_Exercise_. Lines with "HashMap": pull these out of the listing below.

_Extracted information_.

Segment Open

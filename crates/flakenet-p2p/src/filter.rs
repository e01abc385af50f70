//! Admission filter for gossiped addresses.
//!
//! Peers routinely advertise loopback or RFC1918 addresses, whether by
//! misconfiguration or malice; none of them are dialable from the open
//! internet, so they never enter the directory.

use std::net::Ipv4Addr;

/// Whether an advertised address may enter the peer directory.
/// Rejects 127.0.0.0/8, 10.0.0.0/8, 172.16.0.0/12 and 192.168.0.0/16.
pub fn is_routable(ip: Ipv4Addr) -> bool {
    !(ip.is_loopback() || ip.is_private())
}
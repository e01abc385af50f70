//! Connection scheduler.
//!
//! A single tick loop drives all outbound connection management: seed
//! bootstrap while the white tier is empty, quota fill from the anchor,
//! white and gray tiers, and a periodic timed-sync sweep that refreshes
//! every live link and harvests its peer list. Dials are sequential
//! within a tick; each is bounded by a connect timeout, so a tick can
//! never wedge the loop.

use std::collections::{HashMap, HashSet};
use std::net::SocketAddrV4;
use std::sync::Arc;
use std::time::Duration;

use rand::Rng;
use thiserror::Error;
use tokio::sync::{oneshot, Mutex};
use tokio::task::JoinHandle;
use tokio::time::MissedTickBehavior;
use tracing::{debug, info, warn};

use flakenet_levin::{Connection, LevinError};

use crate::config::P2pConfig;
use crate::directory::{unix_now, MergeError, PeerDirectory};
use crate::messages::{
    BasicNodeData, CoreSyncData, HandshakeRequest, HandshakeResponse, NodeAddress,
    TimedSyncRequest, TimedSyncResponse, COMMAND_HANDSHAKE, COMMAND_TIMED_SYNC,
};

const CONNECT_TIMEOUT: Duration = Duration::from_secs(5);
const INVOKE_TIMEOUT: Duration = Duration::from_secs(120);
/// Timed-sync sweep runs once per this many ticks (60s at the default
/// 5s tick).
const TIMED_SYNC_TICKS: u64 = 12;
/// Ceiling on dial attempts per tier per tick.
const MAX_DIAL_ATTEMPTS: usize = 10;
/// Sampling retries per tier are budgeted at three times the tier size,
/// clamped here, so a tier full of already-connected peers cannot spin
/// the loop forever.
const MAX_SAMPLED_PEERS: usize = 20;

#[derive(Debug, Error)]
pub enum HandshakeError {
    #[error("peer is on network {got:?}")]
    WrongNetwork { got: String },
    #[error("peer list rejected: {0}")]
    Merge(#[from] MergeError),
    #[error(transparent)]
    Levin(#[from] LevinError),
}

#[derive(Clone, Copy)]
enum Tier {
    Anchor,
    White,
    Gray,
}

/// A running p2p node: peer directory plus the outbound scheduler task.
pub struct Node {
    shared: Arc<NodeShared>,
    shutdown_tx: Option<oneshot::Sender<()>>,
    tick_task: Option<JoinHandle<()>>,
}

struct NodeShared {
    config: P2pConfig,
    peer_id: u64,
    directory: PeerDirectory,
    outs: Mutex<HashMap<String, Arc<Connection>>>,
}

impl Node {
    /// Spawn the scheduler. The node starts with an empty directory and
    /// a freshly drawn peer id.
    pub fn start(config: P2pConfig) -> Self {
        let shared = Arc::new(NodeShared {
            peer_id: rand::thread_rng().gen(),
            directory: PeerDirectory::new(),
            outs: Mutex::new(HashMap::new()),
            config,
        });
        let (shutdown_tx, shutdown_rx) = oneshot::channel();
        let tick_task = tokio::spawn(tick_loop(shared.clone(), shutdown_rx));
        Self {
            shared,
            shutdown_tx: Some(shutdown_tx),
            tick_task: Some(tick_task),
        }
    }

    pub fn peer_id(&self) -> u64 {
        self.shared.peer_id
    }

    pub fn directory(&self) -> &PeerDirectory {
        &self.shared.directory
    }

    pub async fn connection_count(&self) -> usize {
        self.shared.outs.lock().await.len()
    }

    /// Stop the tick loop, then close every outbound connection. Safe to
    /// call more than once.
    pub async fn stop(&mut self) {
        if let Some(tx) = self.shutdown_tx.take() {
            let _ = tx.send(());
        }
        if let Some(task) = self.tick_task.take() {
            if let Err(e) = task.await {
                warn!("scheduler task join failed: {e}");
            }
        }
        let mut outs = self.shared.outs.lock().await;
        for (peer, connection) in outs.drain() {
            debug!(peer = %peer, "closing on shutdown");
            connection.close().await;
        }
    }
}

async fn tick_loop(shared: Arc<NodeShared>, mut shutdown_rx: oneshot::Receiver<()>) {
    let mut interval =
        tokio::time::interval(Duration::from_secs(shared.config.tick_interval_secs));
    interval.set_missed_tick_behavior(MissedTickBehavior::Delay);
    let mut tick = 0u64;
    loop {
        tokio::select! {
            biased;
            _ = &mut shutdown_rx => break,
            _ = interval.tick() => {}
        }
        tick += 1;
        // Shutdown also interrupts a tick in progress; any connection
        // opened by the aborted dial is reaped in Node::stop.
        tokio::select! {
            biased;
            _ = &mut shutdown_rx => break,
            _ = shared.run_tick(tick) => {}
        }
    }
    debug!("scheduler stopped");
}

impl NodeShared {
    async fn run_tick(&self, tick: u64) {
        self.make_connections().await;
        if tick % TIMED_SYNC_TICKS == 0 {
            self.timed_sync_all().await;
        }
    }

    /// One pass of outbound maintenance, mirroring the tier priorities:
    /// bootstrap when unproven, fill the quota from anchor/white/gray,
    /// and fall back to a seed when the directory has nothing dialable.
    async fn make_connections(&self) {
        if self.directory.white_count() == 0 {
            self.connect_to_seed().await;
        }

        let mut opened = false;
        if self.out_count().await < self.config.max_out_connections {
            opened = self.fill_quota().await;
        }

        // A dry pass with room to spare means the directory is exhausted;
        // a seed handshake restocks the gray tier.
        if !opened && self.out_count().await < self.config.max_out_connections {
            self.connect_to_seed().await;
        }
    }

    async fn out_count(&self) -> usize {
        self.outs.lock().await.len()
    }

    async fn connect_to_seed(&self) {
        if self.config.seed_nodes.is_empty() {
            return;
        }
        let index = rand::thread_rng().gen_range(0..self.config.seed_nodes.len());
        let seed = self.config.seed_nodes[index].clone();
        info!(seed = %seed, "bootstrapping from seed");
        if let Err(e) = self.connect_and_handshake(&seed, true).await {
            warn!(seed = %seed, "seed handshake failed: {e}");
        }
    }

    /// Open links until the quota is met. Below the expected white share
    /// the anchor and white tiers go first; otherwise the gray tier is
    /// probed before topping up from white.
    async fn fill_quota(&self) -> bool {
        let max_out = self.config.max_out_connections;
        let expected_white = self.config.expected_white_connections();
        let mut opened = false;
        if self.out_count().await < expected_white {
            opened |= self
                .fill_from_tier(Tier::Anchor, self.config.anchor_connections)
                .await;
            opened |= self.fill_from_tier(Tier::White, expected_white).await;
            opened |= self.fill_from_tier(Tier::Gray, max_out).await;
        } else {
            opened |= self.fill_from_tier(Tier::Gray, max_out).await;
            opened |= self.fill_from_tier(Tier::White, max_out).await;
        }
        opened
    }

    /// Resampling an already-tried or already-connected peer spends a
    /// sampling retry, never one of the tier's dial attempts.
    async fn fill_from_tier(&self, tier: Tier, target: usize) -> bool {
        let tier_len = match tier {
            Tier::Anchor => self.directory.anchor_count(),
            Tier::White => self.directory.white_count(),
            Tier::Gray => self.directory.gray_count(),
        };
        let sample_budget = 3 * tier_len.min(MAX_SAMPLED_PEERS);
        let mut tried: HashSet<String> = HashSet::new();
        let mut dials = 0;
        let mut opened = false;
        for _ in 0..sample_budget {
            if dials >= MAX_DIAL_ATTEMPTS || self.out_count().await >= target {
                break;
            }
            let candidate = match tier {
                Tier::Anchor => self.directory.sample_anchor().map(|e| e.address),
                Tier::White => self.directory.sample_white().map(|e| e.address),
                Tier::Gray => self.directory.sample_gray().map(|e| e.address),
            };
            let Some(address) = candidate else { break };
            let key = address.to_string();
            if !tried.insert(key.clone()) || self.outs.lock().await.contains_key(&key) {
                continue;
            }
            dials += 1;
            match self.connect_and_handshake(&key, false).await {
                Ok(()) => opened = true,
                Err(e) => debug!(peer = %key, "dial failed: {e}"),
            }
        }
        opened
    }

    /// Dial `address`, run the handshake, and merge its peer list.
    ///
    /// With `only_take_peerlist` the link is closed again once the gossip
    /// is harvested; otherwise the peer is promoted to white, pinned as
    /// an anchor, and the connection is kept for the outbound set.
    async fn connect_and_handshake(
        &self,
        address: &str,
        only_take_peerlist: bool,
    ) -> Result<(), HandshakeError> {
        if !only_take_peerlist {
            let mut outs = self.outs.lock().await;
            if outs.len() > self.config.max_out_connections {
                drop_random_connection(&mut outs).await;
            }
            if outs.len() >= self.config.max_out_connections {
                return Ok(());
            }
        }

        let connection = tokio::time::timeout(CONNECT_TIMEOUT, Connection::connect(address))
            .await
            .map_err(|_| LevinError::TimedOut)??;

        let request = HandshakeRequest {
            node_data: self.basic_node_data(),
            payload_data: CoreSyncData::default(),
        };
        let response: HandshakeResponse = match connection
            .invoke(COMMAND_HANDSHAKE, &request, INVOKE_TIMEOUT)
            .await
        {
            Ok((_code, response)) => response,
            Err(e) => {
                connection.close().await;
                return Err(e.into());
            }
        };

        if response.node_data.network_id != self.config.network_id {
            connection.close().await;
            return Err(HandshakeError::WrongNetwork {
                got: response.node_data.network_id,
            });
        }

        let merged = self
            .directory
            .merge(&response.peers, response.node_data.local_time as i64);
        match merged {
            Ok(count) => debug!(peer = %address, count, "peer list merged"),
            Err(e) => {
                connection.close().await;
                return Err(e.into());
            }
        }

        if only_take_peerlist {
            connection.close().await;
            return Ok(());
        }

        if let Some(node_address) = parse_address(address) {
            self.directory
                .promote_white(node_address, response.node_data.peer_id);
            self.directory
                .add_anchor(node_address, response.node_data.peer_id);
        }
        info!(peer = %address, "outbound connection established");
        self.outs
            .lock()
            .await
            .insert(address.to_owned(), Arc::new(connection));
        Ok(())
    }

    /// Refresh every live link. A peer that fails the sync is dropped;
    /// the next quota fill replaces it.
    async fn timed_sync_all(&self) {
        let connections: Vec<(String, Arc<Connection>)> = self
            .outs
            .lock()
            .await
            .iter()
            .map(|(key, connection)| (key.clone(), connection.clone()))
            .collect();
        let request = TimedSyncRequest {
            payload_data: CoreSyncData::default(),
        };
        for (key, connection) in connections {
            let result: Result<(i32, TimedSyncResponse), LevinError> = connection
                .invoke(COMMAND_TIMED_SYNC, &request, INVOKE_TIMEOUT)
                .await;
            match result {
                Ok((_code, response)) => {
                    if let Err(e) = self
                        .directory
                        .merge(&response.peers, response.local_time as i64)
                    {
                        warn!(peer = %key, "timed sync peer list rejected: {e}");
                    }
                }
                Err(e) => {
                    warn!(peer = %key, "timed sync failed, dropping connection: {e}");
                    connection.close().await;
                    self.outs.lock().await.remove(&key);
                }
            }
        }
    }

    fn basic_node_data(&self) -> BasicNodeData {
        BasicNodeData {
            local_time: unix_now() as u64,
            my_port: u32::from(self.config.listen_port),
            network_id: self.config.network_id.clone(),
            peer_id: self.peer_id,
        }
    }
}

async fn drop_random_connection(outs: &mut HashMap<String, Arc<Connection>>) {
    if outs.is_empty() {
        return;
    }
    let index = rand::thread_rng().gen_range(0..outs.len());
    if let Some(key) = outs.keys().nth(index).cloned() {
        if let Some(connection) = outs.remove(&key) {
            info!(peer = %key, "dropping connection over quota");
            connection.close().await;
        }
    }
}

fn parse_address(address: &str) -> Option<NodeAddress> {
    address
        .parse::<SocketAddrV4>()
        .ok()
        .map(|sa| NodeAddress::new(*sa.ip(), sa.port()))
}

Segment Closed

_Response to the task_.
use std::collections::{HashMap, HashSet};
    outs: Mutex<HashMap<String, Arc<Connection>>>,
            outs: Mutex::new(HashMap::new()),
async fn drop_random_connection(outs: &mut HashMap<String, Arc<Connection>>) {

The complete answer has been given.